Un successo parziale
Lanciato a dicembre scorso, Claude Code ha suscitato grande interesse all’interno di Microsoft, dove migliaia di dipendenti, tra cui manager di progetto e designer, hanno potuto sperimentare con la codifica. Questa iniziativa si è prefissata l’obiettivo di avvicinare alla programmazione anche quei collaboratori che, inizialmente, non avevano alcuna esperienza. Tuttavia, l’utilizzo diffuso di Claude Code ha iniziato a creare delle sovrapposizioni con GitHub Copilot CLI, l’alternativa di Microsoft che offre una versione command line del popolare strumento di codifica.
Ritorno a Copilot CLI
Sebbene Claude Code abbia avuto successo, Microsoft ha annunciato che a partire dalla fine di giugno la squadra Experiences + Devices ridurrà significativamente il suo uso di questo strumento. La decisione, come spiegato in una nota interna, è motivata non solo dalla necessità di uniformare gli strumenti utilizzati, ma anche da esigenze economiche. Il 30 giugno segnerà la fine dell’anno finanziario corrente per Microsoft, e la cancellazione delle licenze di Claude Code rappresenta un modo semplice per ridurre le spese operative.

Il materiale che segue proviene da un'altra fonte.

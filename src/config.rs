use crate::calendar::HolidayCalendar;
use crate::workload::DEFAULT_HOURS_PER_PERSON;
use chrono::NaiveDate;
use serde::{Deserialize, Serialize};
use std::fs;
use std::path::{Path, PathBuf};
use std::time::Duration;
use thiserror::Error;

pub const ENDPOINT_ENV: &str = "WBS_HUB_ENDPOINT";

/// Value shipped in the sample config; treated as "not configured".
pub const PLACEHOLDER_ENDPOINT: &str = "https://hook.us1.make.com/SEU_ENDPOINT_AQUI";

#[derive(Debug, Error)]
pub enum ConfigError {
    #[error("failed to read {}: {source}", .path.display())]
    Io {
        path: PathBuf,
        #[source]
        source: std::io::Error,
    },
    #[error("invalid YAML in {}: {source}", .path.display())]
    Yaml {
        path: PathBuf,
        #[source]
        source: serde_yaml::Error,
    },
    #[error("template '{0}' is defined more than once")]
    DuplicateTemplate(String),
    #[error("invalid config: {0}")]
    Invalid(String),
}

#[derive(Debug, Clone, PartialEq, Serialize, Deserialize)]
#[serde(default)]
pub struct HubConfig {
    pub make_endpoint: String,
    /// Seconds.
    pub request_timeout: u64,
    /// Seconds to wait between two webhook posts.
    pub request_delay: f64,
    pub hours_per_person: f64,
    pub database_path: PathBuf,
    pub templates_dir: PathBuf,
    pub holidays: Vec<NaiveDate>,
}

impl Default for HubConfig {
    fn default() -> Self {
        Self {
            make_endpoint: PLACEHOLDER_ENDPOINT.to_string(),
            request_timeout: 30,
            request_delay: 1.0,
            hours_per_person: DEFAULT_HOURS_PER_PERSON,
            database_path: PathBuf::from("db/planejamentos.db"),
            templates_dir: PathBuf::from("templates"),
            holidays: Vec::new(),
        }
    }
}

impl HubConfig {
    pub fn from_yaml_str(input: &str) -> Result<Self, serde_yaml::Error> {
        serde_yaml::from_str(input)
    }

    pub fn load<P: AsRef<Path>>(path: P) -> Result<Self, ConfigError> {
        let path = path.as_ref();
        let raw = fs::read_to_string(path).map_err(|source| ConfigError::Io {
            path: path.to_path_buf(),
            source,
        })?;
        let config = Self::from_yaml_str(&raw).map_err(|source| ConfigError::Yaml {
            path: path.to_path_buf(),
            source,
        })?;
        config.validate()?;
        Ok(config)
    }

    pub fn validate(&self) -> Result<(), ConfigError> {
        if !self.request_delay.is_finite() || self.request_delay < 0.0 {
            return Err(ConfigError::Invalid(format!(
                "request_delay must be a non-negative number of seconds (got {})",
                self.request_delay
            )));
        }
        if !self.hours_per_person.is_finite() || self.hours_per_person <= 0.0 {
            return Err(ConfigError::Invalid(format!(
                "hours_per_person must be positive (got {})",
                self.hours_per_person
            )));
        }
        Ok(())
    }

    /// Applies `WBS_HUB_ENDPOINT` when set and non-empty.
    pub fn with_env_overrides(mut self) -> Self {
        if let Ok(endpoint) = std::env::var(ENDPOINT_ENV) {
            if !endpoint.trim().is_empty() {
                self.make_endpoint = endpoint.trim().to_string();
            }
        }
        self
    }

    pub fn endpoint_configured(&self) -> bool {
        let endpoint = self.make_endpoint.trim();
        !endpoint.is_empty() && endpoint != PLACEHOLDER_ENDPOINT
    }

    pub fn timeout(&self) -> Duration {
        Duration::from_secs(self.request_timeout)
    }

    /// Fails on a negative, NaN or overflowing `request_delay`, which a config
    /// built through `from_yaml_str` has not been validated against.
    pub fn delay(&self) -> Result<Duration, ConfigError> {
        Duration::try_from_secs_f64(self.request_delay).map_err(|e| {
            ConfigError::Invalid(format!(
                "request_delay must be a non-negative number of seconds (got {}): {e}",
                self.request_delay
            ))
        })
    }

    pub fn holiday_calendar(&self) -> HolidayCalendar {
        self.holidays.iter().copied().collect()
    }
}
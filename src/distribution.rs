/// Rounds `value` to `decimals` places.
///
/// The exact binary value is rounded, ties to even, so `0.35` (stored just
/// below the midpoint) becomes `0.3`.
pub fn round_to(value: f64, decimals: u32) -> f64 {
    if !value.is_finite() {
        return value;
    }
    format!("{value:.*}", decimals as usize)
        .parse()
        .unwrap_or(value)
}

/// Splits `total` into `n` rounded parts whose rounded sum is exactly
/// `round_to(total, decimals)`.
///
/// The first `n - 1` parts are the rounded even share; the last one absorbs
/// the residual, so `distribute_even(100.0, 3, 1)` is `[33.3, 33.3, 33.4]`.
pub fn distribute_even(total: f64, n: usize, decimals: u32) -> Vec<f64> {
    if n == 0 {
        return Vec::new();
    }
    let base = round_to(total / n as f64, decimals);
    let mut parts = vec![base; n];

    let partial: f64 = parts[..n - 1].iter().sum();
    let partial = if n > 1 { round_to(partial, decimals) } else { 0.0 };
    parts[n - 1] = round_to(total - partial, decimals);
    parts
}
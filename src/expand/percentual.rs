use crate::task::{ExpandedTask, TaskSelection};
use tracing::debug;

/// Progressive completion milestones for a task spread over `dias` days.
///
/// Every milestone is `100 / dias * i` rounded half-to-even, and the last one
/// is forced to exactly 100 so the series always closes even when 100 does
/// not divide evenly (`3 -> [33, 67, 100]`).
pub fn progressive_percentages(dias: i32) -> Vec<u32> {
    if dias <= 0 {
        return Vec::new();
    }
    if dias == 1 {
        return vec![100];
    }

    let increment = 100.0 / f64::from(dias);
    (1..=dias)
        .map(|i| {
            if i == dias {
                100
            } else {
                let value = (increment * f64::from(i)).round_ties_even() as u32;
                value.min(100)
            }
        })
        .collect()
}

/// Expands each selection into one task per milestone, labelled
/// `"{code} - {id}. {name} - {percent}%"`.
///
/// Callers run `validate_percentual` first; a non-positive day count simply
/// contributes nothing here.
pub fn expand_percentual(
    code: &str,
    project: &str,
    wbs_type: &str,
    selections: &[TaskSelection],
) -> Vec<ExpandedTask> {
    let mut expanded = Vec::new();
    for selection in selections {
        for percent in progressive_percentages(selection.dias) {
            expanded.push(ExpandedTask {
                tarefa: format!("{code} - {}. {} - {percent}%", selection.id, selection.nome),
                projeto: project.to_string(),
                wbs_type: wbs_type.to_string(),
                categoria: None,
            });
        }
    }
    debug!(
        wbs_type,
        selections = selections.len(),
        tasks = expanded.len(),
        "expanded percentual selection"
    );
    expanded
}
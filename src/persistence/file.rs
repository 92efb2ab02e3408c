use super::{PersistenceError, PersistenceResult};
use crate::task::{DailyTaskRecord, ExpandedTask, SubmissionPayload};
use serde::Serialize;
use std::fs::File;
use std::path::Path;

pub fn save_payload_to_json<P: AsRef<Path>>(
    payload: &SubmissionPayload,
    path: P,
) -> PersistenceResult<()> {
    let file = File::create(path)?;
    serde_json::to_writer_pretty(file, payload)?;
    Ok(())
}

pub fn load_payload_from_json<P: AsRef<Path>>(path: P) -> PersistenceResult<SubmissionPayload> {
    let file = File::open(path)?;
    let payload: SubmissionPayload = serde_json::from_reader(file)?;
    if payload.pending_id.trim().is_empty() {
        return Err(PersistenceError::InvalidData(
            "payload has an empty pending_id".into(),
        ));
    }
    Ok(payload)
}

#[derive(Serialize)]
struct TaskCsvRecord<'a> {
    tarefa: &'a str,
    projeto: &'a str,
    wbs_type: &'a str,
    categoria: &'a str,
}

impl<'a> From<&'a ExpandedTask> for TaskCsvRecord<'a> {
    fn from(task: &'a ExpandedTask) -> Self {
        Self {
            tarefa: &task.tarefa,
            projeto: &task.projeto,
            wbs_type: &task.wbs_type,
            categoria: task.categoria.as_deref().unwrap_or_default(),
        }
    }
}

const TASK_CSV_HEADER: [&str; 4] = ["tarefa", "projeto", "wbs_type", "categoria"];

const RECORD_CSV_HEADER: [&str; 7] = [
    "data",
    "horas_previstas",
    "percentual_pendencia",
    "status",
    "ajustada_feriado",
    "dono_idx",
    "dono_total",
];

/// An empty list still produces the header row.
pub fn save_tasks_to_csv<P: AsRef<Path>>(tasks: &[ExpandedTask], path: P) -> PersistenceResult<()> {
    let file = File::create(path)?;
    let mut writer = csv::Writer::from_writer(file);
    if tasks.is_empty() {
        writer.write_record(TASK_CSV_HEADER)?;
    }
    for task in tasks {
        writer.serialize(TaskCsvRecord::from(task))?;
    }
    writer.flush()?;
    Ok(())
}

#[derive(Serialize)]
struct RecordCsvRow {
    data: String,
    horas_previstas: f64,
    percentual_pendencia: f64,
    status: String,
    ajustada_feriado: bool,
    dono_idx: String,
    dono_total: String,
}

impl From<&DailyTaskRecord> for RecordCsvRow {
    fn from(record: &DailyTaskRecord) -> Self {
        Self {
            data: record.data.format("%Y-%m-%d").to_string(),
            horas_previstas: record.horas_previstas,
            percentual_pendencia: record.percentual_pendencia,
            status: record.status.clone(),
            ajustada_feriado: record.ajustada_feriado,
            dono_idx: format_option_u32(record.dono_idx),
            dono_total: format_option_u32(record.dono_total),
        }
    }
}

pub fn save_records_to_csv<P: AsRef<Path>>(
    records: &[DailyTaskRecord],
    path: P,
) -> PersistenceResult<()> {
    let file = File::create(path)?;
    let mut writer = csv::Writer::from_writer(file);
    if records.is_empty() {
        writer.write_record(RECORD_CSV_HEADER)?;
    }
    for record in records {
        writer.serialize(RecordCsvRow::from(record))?;
    }
    writer.flush()?;
    Ok(())
}

fn format_option_u32(value: Option<u32>) -> String {
    value.map(|v| v.to_string()).unwrap_or_default()
}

Rajesh Jha, vicepresidente esecutivo del gruppo Experiences e Devices di Microsoft, ha sottolineato che la decisione di focalizzarsi su Copilot CLI nasce dalla volontà di migliorare uno strumento che possa essere direttamente modellato su suggerimenti e necessità degli ingegneri Microsoft.
Le sfide della transizione
Ora, gli sviluppatori si trovano di fronte a una nuova realtà. Microsoft aveva incoraggiato un ampio utilizzo di Claude Code, creando aspettative e abitudini di lavoro che potrebbero ora essere complicate dalla transizione a Copilot CLI. Negli ultimi mesi, molti sviluppatori avevano manifestato una preferenza per Claude Code, segnalando che vi sono aspetti in cui questo strumento ha dimostrato di avere vantaggi rispetto alla sua controparte CLI. Con questa nuova disposizione, Microsoft dovrà affrontare le lacune esistenti tra i due strumenti e risolverle per garantire una transizione fluida.
Da ciò si può dedurre che per i team di sviluppo italiani e le aziende che utilizzano le soluzioni Microsoft, questa modifica potrà comportare una perdita temporanea di produttività, mentre gli ingegneri si adatteranno al nuovo strumento.
Conclusione
La decisione di Microsoft di abbandonare Claude Code in favore di Copilot CLI potrebbe rappresentare un passo necessario nel consolidamento della propria offerta di strumenti di codifica. Tuttavia, è cruciale che l’azienda gestisca questa transizione con attenzione, supportando i propri ingegneri e collaboratori nel passaggio a un sistema che potrebbe, alla lunga, rivelarsi più vantaggioso. Per le aziende e i professionisti italiani, la chiave sarà mantenere la flessibilità e la capacità di adattamento, prendendo in considerazione eventuali aggiornamenti da Microsoft che potrebbero influenzare direttamente il lavoro quotidiano.